Objectives Adolescents with heart disease have complex health needs and require lifelong cardiology follow-up. Interventions to facilitate paediatric to adult healthcare transition are recommended, although outcomes are unknown. We sought to determine the impact of a transition intervention on improving knowledge and self-management skills among this population.

Methods We conducted a clinical trial of 15–17 year olds with moderate or complex congenital heart disease (CHD) or cardiomyopathy. Participants were systematically allocated to either usual care (controls) or a 1 h nurse-led one-on-one teaching session about their heart. Allocation was determined by week of attendance in the cardiology clinic. The primary outcome was change in Transition Readiness Assessment Questionnaire (TRAQ) score at 6 months, possible scores ranging from 1 (low) to 5 (optimal). Cardiac knowledge (MyHeart score, range 0–100) was a secondary outcome. Analysis was intention to treat.

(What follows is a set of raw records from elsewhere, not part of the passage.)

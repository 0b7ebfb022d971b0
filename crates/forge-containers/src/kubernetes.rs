// Copyright (c) 2025 Geoffrey Huntley <ghuntley@ghuntley.com>. All rights reserved.
// SPDX-License-Identifier: Proprietary

//! Kubernetes-backed container driver.

use std::collections::HashMap;
use std::sync::Arc;
use std::time::{Duration, Instant};

use async_trait::async_trait;
use chrono::Utc;
use forge_k8s::{K8sClient, K8sError, KubeClient, Pod};
use tokio::sync::Mutex;
use tracing::instrument;

use crate::config::DriverOptions;
use crate::driver::ContainerDriver;
use crate::error::{cluster_error, DriverError};
use crate::locks::ProjectLocks;
use crate::manifest::{
	build_deployment, build_ingress, build_service, managed_selector, project_selector,
	PROJECT_LABEL,
};
use crate::status::{deployment_to_details, deployment_project_name, desired_replicas};
use crate::types::{AppContext, CreateProjectOptions, ProjectDetails, ProjectName, ProjectState};

const POLL_INTERVAL_MS: u64 = 500;

/// Objects created so far during a create, for rollback.
#[derive(Debug, Clone, Copy)]
enum Created {
	Deployment,
	Service,
}

/// Backs each project with a Deployment, a Service and, when a domain is
/// configured, an Ingress.
///
/// Stopping scales the Deployment to zero; starting scales it back to one.
pub struct KubernetesDriver {
	app: Arc<AppContext>,
	client: Arc<dyn K8sClient>,
	options: DriverOptions,
	locks: ProjectLocks,
	/// Held from the quota count until the Deployment exists, so concurrent
	/// creates of different projects cannot both pass the quota check.
	quota_gate: Mutex<()>,
}

impl KubernetesDriver {
	/// Create a driver over an existing K8s client.
	///
	/// No cluster call is made; use [`KubernetesDriver::validate_namespace`]
	/// to fail fast on a misconfigured namespace.
	pub fn new(app: Arc<AppContext>, client: Arc<dyn K8sClient>, options: DriverOptions) -> Self {
		Self {
			app,
			client,
			options,
			locks: ProjectLocks::default(),
			quota_gate: Mutex::new(()),
		}
	}

	/// Get the namespace this driver operates in.
	pub fn namespace(&self) -> &str {
		&self.options.namespace
	}

	pub fn options(&self) -> &DriverOptions {
		&self.options
	}

	/// Validate that the configured namespace exists in the cluster.
	pub async fn validate_namespace(&self) -> Result<(), DriverError> {
		match self.client.get_namespace(&self.options.namespace).await {
			Ok(_) => {
				tracing::info!(namespace = %self.options.namespace, "Validated namespace exists");
				Ok(())
			}
			Err(K8sError::NamespaceNotFound { .. }) => Err(DriverError::NamespaceNotFound {
				name: self.options.namespace.clone(),
			}),
			Err(e) => Err(cluster_error(e)),
		}
	}

	/// Count the projects currently provisioned in the namespace.
	///
	/// Projects that are being deleted do not count.
	pub async fn count_projects(&self) -> Result<u32, DriverError> {
		let deployments = self
			.client
			.list_deployments(&self.options.namespace, &managed_selector())
			.await
			.map_err(cluster_error)?;

		let count = deployments
			.iter()
			.filter(|d| d.metadata.deletion_timestamp.is_none())
			.count() as u32;

		Ok(count)
	}

	/// List all managed projects, sorted by name.
	pub async fn list_projects(&self) -> Result<Vec<ProjectDetails>, DriverError> {
		let selector = managed_selector();
		let deployments = self
			.client
			.list_deployments(&self.options.namespace, &selector)
			.await
			.map_err(cluster_error)?;
		let pods = self
			.client
			.list_pods(&self.options.namespace, &selector)
			.await
			.map_err(cluster_error)?;

		let mut pods_by_project: HashMap<String, Vec<Pod>> = HashMap::new();
		for pod in pods {
			let project = pod
				.metadata
				.labels
				.as_ref()
				.and_then(|l| l.get(PROJECT_LABEL).cloned());
			if let Some(project) = project {
				pods_by_project.entry(project).or_default().push(pod);
			}
		}

		let mut projects = Vec::new();
		for deployment in &deployments {
			let pods = deployment_project_name(deployment)
				.ok()
				.and_then(|name| pods_by_project.get(name.as_str()))
				.map(Vec::as_slice)
				.unwrap_or(&[]);
			match deployment_to_details(deployment, pods, &self.options) {
				Ok(details) => projects.push(details),
				Err(e) => {
					tracing::warn!(
						deployment = ?deployment.metadata.name,
						"Failed to parse deployment as project: {}",
						e
					);
				}
			}
		}

		projects.sort_by(|a, b| a.name.cmp(&b.name));
		Ok(projects)
	}

	async fn fetch_details(&self, name: &ProjectName) -> Result<ProjectDetails, DriverError> {
		let deployment = self
			.client
			.get_deployment(name.as_str(), &self.options.namespace)
			.await
			.map_err(|e| DriverError::for_project(name.as_str(), e))?;
		let pods = self
			.client
			.list_pods(&self.options.namespace, &project_selector(name))
			.await
			.map_err(|e| DriverError::for_project(name.as_str(), e))?;
		deployment_to_details(&deployment, &pods, &self.options)
	}

	async fn poll_until_ready(
		&self,
		name: &ProjectName,
		timeout: Duration,
	) -> Result<ProjectDetails, DriverError> {
		let start = Instant::now();
		let poll_interval = Duration::from_millis(POLL_INTERVAL_MS);

		loop {
			if start.elapsed() > timeout {
				return Err(DriverError::ProjectTimeout {
					name: name.to_string(),
				});
			}

			let details = self.fetch_details(name).await?;

			match details.state {
				ProjectState::Running => return Ok(details),
				ProjectState::Failed => {
					return Err(DriverError::ProjectFailed {
						name: name.to_string(),
						reason: details
							.reason
							.unwrap_or_else(|| "Unknown failure".to_string()),
					});
				}
				ProjectState::Stopped | ProjectState::Terminating => {
					return Err(DriverError::ProjectNotRunning {
						name: name.to_string(),
						state: details.state.to_string(),
					});
				}
				ProjectState::Starting => {
					tokio::time::sleep(poll_interval).await;
				}
			}
		}
	}

	fn ready_timeout(&self) -> Duration {
		Duration::from_secs(self.options.ready_timeout_secs)
	}

	/// Delete objects left behind by a create that failed part way.
	async fn rollback(&self, name: &ProjectName, created: &[Created]) {
		let namespace = &self.options.namespace;
		for object in created.iter().rev() {
			let result = match object {
				Created::Service => self.client.delete_service(name.as_str(), namespace).await,
				Created::Deployment => {
					self
						.client
						.delete_deployment(name.as_str(), namespace, 0)
						.await
				}
			};
			match result {
				Ok(()) => {
					tracing::debug!(project = %name, object = ?object, "Rolled back partially created object");
				}
				Err(e) if e.is_not_found() => {}
				Err(e) => {
					tracing::warn!(project = %name, object = ?object, error = %e, "Failed to roll back partially created object");
				}
			}
		}
	}

	async fn provision(
		&self,
		name: &ProjectName,
		options: &CreateProjectOptions,
	) -> Result<(), DriverError> {
		let namespace = &self.options.namespace;
		let project_err = |e| DriverError::for_project(name.as_str(), e);

		let deployment = build_deployment(name, options, &self.app, &self.options);
		self
			.client
			.create_deployment(namespace, deployment)
			.await
			.map_err(project_err)?;

		let service = build_service(name, options, &self.app, &self.options);
		if let Err(e) = self.client.create_service(namespace, service).await {
			self.rollback(name, &[Created::Deployment]).await;
			return Err(project_err(e));
		}

		if let Some(ingress) = build_ingress(name, &self.app, &self.options) {
			if let Err(e) = self.client.create_ingress(namespace, ingress).await {
				self
					.rollback(name, &[Created::Deployment, Created::Service])
					.await;
				return Err(project_err(e));
			}
		}

		Ok(())
	}
}

#[async_trait]
impl ContainerDriver for KubernetesDriver {
	type Options = DriverOptions;

	#[instrument(skip_all, fields(app = %app.name, namespace = %options.namespace))]
	async fn init(app: Arc<AppContext>, options: DriverOptions) -> Result<Self, DriverError> {
		let client = KubeClient::connect(&options.cluster)
			.await
			.map_err(cluster_error)?;
		let driver = Self::new(app, Arc::new(client), options);
		driver.validate_namespace().await?;
		tracing::info!("Kubernetes container driver initialized");
		Ok(driver)
	}

	#[instrument(skip(self, options), fields(project = %name, namespace = %self.options.namespace))]
	async fn create(
		&self,
		name: &ProjectName,
		options: CreateProjectOptions,
	) -> Result<ProjectDetails, DriverError> {
		let _guard = self.locks.acquire(name).await;

		{
			let _quota = self.quota_gate.lock().await;

			let current = self.count_projects().await?;
			if current >= self.options.max_projects {
				return Err(DriverError::QuotaExceeded {
					current,
					max: self.options.max_projects,
				});
			}

			match self
				.client
				.get_deployment(name.as_str(), &self.options.namespace)
				.await
			{
				Ok(_) => {
					return Err(DriverError::ProjectAlreadyExists {
						name: name.to_string(),
					})
				}
				Err(e) if e.is_not_found() => {}
				Err(e) => return Err(DriverError::for_project(name.as_str(), e)),
			}

			let image = options
				.image
				.clone()
				.unwrap_or_else(|| self.options.default_image.clone());
			tracing::info!(image = %image, "Creating project");

			self.provision(name, &options).await?;
		}

		let details = self.poll_until_ready(name, self.ready_timeout()).await?;
		tracing::info!(url = ?details.url, "Project running");
		Ok(details)
	}

	#[instrument(skip(self), fields(project = %name, namespace = %self.options.namespace))]
	async fn remove(&self, name: &ProjectName) -> Result<(), DriverError> {
		let _guard = self.locks.acquire(name).await;
		let namespace = &self.options.namespace;

		self
			.client
			.get_deployment(name.as_str(), namespace)
			.await
			.map_err(|e| DriverError::for_project(name.as_str(), e))?;

		match self.client.delete_ingress(name.as_str(), namespace).await {
			Ok(()) => tracing::debug!("Deleted ingress"),
			Err(e) if e.is_not_found() => {}
			Err(e) => return Err(DriverError::for_project(name.as_str(), e)),
		}

		match self.client.delete_service(name.as_str(), namespace).await {
			Ok(()) => tracing::debug!("Deleted service"),
			Err(e) if e.is_not_found() => {}
			Err(e) => return Err(DriverError::for_project(name.as_str(), e)),
		}

		self
			.client
			.delete_deployment(name.as_str(), namespace, self.options.stop_grace_period_secs)
			.await
			.map_err(|e| DriverError::for_project(name.as_str(), e))?;

		tracing::info!("Removed project");
		Ok(())
	}

	#[instrument(skip(self), fields(project = %name))]
	async fn details(&self, name: &ProjectName) -> Result<ProjectDetails, DriverError> {
		self.fetch_details(name).await
	}

	#[instrument(skip(self), fields(project = %name, namespace = %self.options.namespace))]
	async fn start(&self, name: &ProjectName) -> Result<ProjectDetails, DriverError> {
		let _guard = self.locks.acquire(name).await;

		let deployment = self
			.client
			.get_deployment(name.as_str(), &self.options.namespace)
			.await
			.map_err(|e| DriverError::for_project(name.as_str(), e))?;

		if desired_replicas(&deployment) >= 1 {
			tracing::debug!("Project already started");
			return self.fetch_details(name).await;
		}

		self
			.client
			.scale_deployment(name.as_str(), &self.options.namespace, 1)
			.await
			.map_err(|e| DriverError::for_project(name.as_str(), e))?;
		tracing::info!("Starting project");

		self.poll_until_ready(name, self.ready_timeout()).await
	}

	#[instrument(skip(self), fields(project = %name, namespace = %self.options.namespace))]
	async fn stop(&self, name: &ProjectName) -> Result<ProjectDetails, DriverError> {
		let _guard = self.locks.acquire(name).await;

		let deployment = self
			.client
			.get_deployment(name.as_str(), &self.options.namespace)
			.await
			.map_err(|e| DriverError::for_project(name.as_str(), e))?;

		if desired_replicas(&deployment) == 0 {
			tracing::debug!("Project already stopped");
		} else {
			self
				.client
				.scale_deployment(name.as_str(), &self.options.namespace, 0)
				.await
				.map_err(|e| DriverError::for_project(name.as_str(), e))?;
			tracing::info!("Stopped project");
		}

		self.fetch_details(name).await
	}

	#[instrument(skip(self), fields(project = %name, namespace = %self.options.namespace))]
	async fn restart(&self, name: &ProjectName) -> Result<ProjectDetails, DriverError> {
		let _guard = self.locks.acquire(name).await;

		let details = self.fetch_details(name).await?;
		if details.replicas.desired == 0 || details.state == ProjectState::Terminating {
			return Err(DriverError::ProjectNotRunning {
				name: name.to_string(),
				state: details.state.to_string(),
			});
		}

		let restarted_at = Utc::now().to_rfc3339();
		self
			.client
			.restart_deployment(name.as_str(), &self.options.namespace, &restarted_at)
			.await
			.map_err(|e| DriverError::for_project(name.as_str(), e))?;
		tracing::info!(%restarted_at, "Restarting project");

		self.fetch_details(name).await
	}
}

Results Of 58 participants (48% female), 52 had CHD and 6 had cardiomyopathy. 27 were allocated to the intervention group; 3 declined the intervention and received usual care. When comparing the intervention group with the usual care group at 6 months postintervention, the mean self-management TRAQ score was 3.59 (±0.83) vs 3.16 (±1.05), respectively (p=0.048, adjusted for baseline score); the mean self-advocacy TRAQ score was 4.38 (±0.56) vs 4.01 (±0.95) (p=0.18) and the mean MyHeart score was 75% (±15) vs 61% (±25) (p=0.019).

Conclusions A 1 h nurse-led transition intervention resulted in a significant improvement in self-management and cardiac knowledge scores. An educational intervention should be routine for youth with congenital or acquired heart disease.